ABOUT THIS EXERCISE |
Within the entries below, find every line that has the string "ConfigSpan", then copy it.

MATERIAL PROVIDED |
pub mod constants;
pub mod gnss;
pub mod imu;

pub use constants::{GnssConstants, ImuConstants};
pub use gnss::{Constellation, Gnss, GnssSettings, GnssSystem, IonoModel, ObsCode, Satellite};
pub use imu::Imu;

use crate::config::{extract_span, ConfigSpan};
use serde::{Deserialize, Serialize};
use static_assertions::const_assert_eq;

pub const VECTOR_DIM: usize = 3;
pub const QUATERNION_DIM: usize = 4;
pub const MATRIX_DIM: usize = VECTOR_DIM * VECTOR_DIM;

const_assert_eq!(QUATERNION_DIM, VECTOR_DIM + 1);

#[derive(Debug, Clone, Copy, PartialEq, Eq, Serialize, Deserialize)]
pub enum SubsystemId {
    Imu,
    Gnss,
    Gps,
    Glonass,
    Galileo,
    BeiDou,
}

impl SubsystemId {
    pub const COUNT: usize = 6;

    /// Block label that introduces this subsystem in its parent's configuration.
    pub const fn label(self) -> &'static str {
        match self {
            SubsystemId::Imu => "{imu:",
            SubsystemId::Gnss => "{gnss:",
            SubsystemId::Gps => "{gps:",
            SubsystemId::Glonass => "{glo:",
            SubsystemId::Galileo => "{gal:",
            SubsystemId::BeiDou => "{bds:",
        }
    }

    pub const fn name(self) -> &'static str {
        match self {
            SubsystemId::Imu => "imu",
            SubsystemId::Gnss => "gnss",
            SubsystemId::Gps => "gps",
            SubsystemId::Glonass => "glo",
            SubsystemId::Galileo => "gal",
            SubsystemId::BeiDou => "bds",
        }
    }
}

/// A bus record built from a labeled configuration block.
pub trait Subsystem<'cfg>: Sized {
    const ID: SubsystemId;

    /// Builds the record around the body of its block.
    fn from_span(span: ConfigSpan<'cfg>) -> Self;

    fn config(&self) -> ConfigSpan<'cfg>;

    /// Builds the record when its block appears at the top level of `parent`.
    fn extract(parent: ConfigSpan<'cfg>) -> Option<Self> {
        extract_span(Self::ID.label(), parent).map(Self::from_span)
    }
}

REPLY TO THE EXERCISE |
use crate::config::{extract_span, ConfigSpan};
    fn from_span(span: ConfigSpan<'cfg>) -> Self;
    fn config(&self) -> ConfigSpan<'cfg>;
    fn extract(parent: ConfigSpan<'cfg>) -> Option<Self> {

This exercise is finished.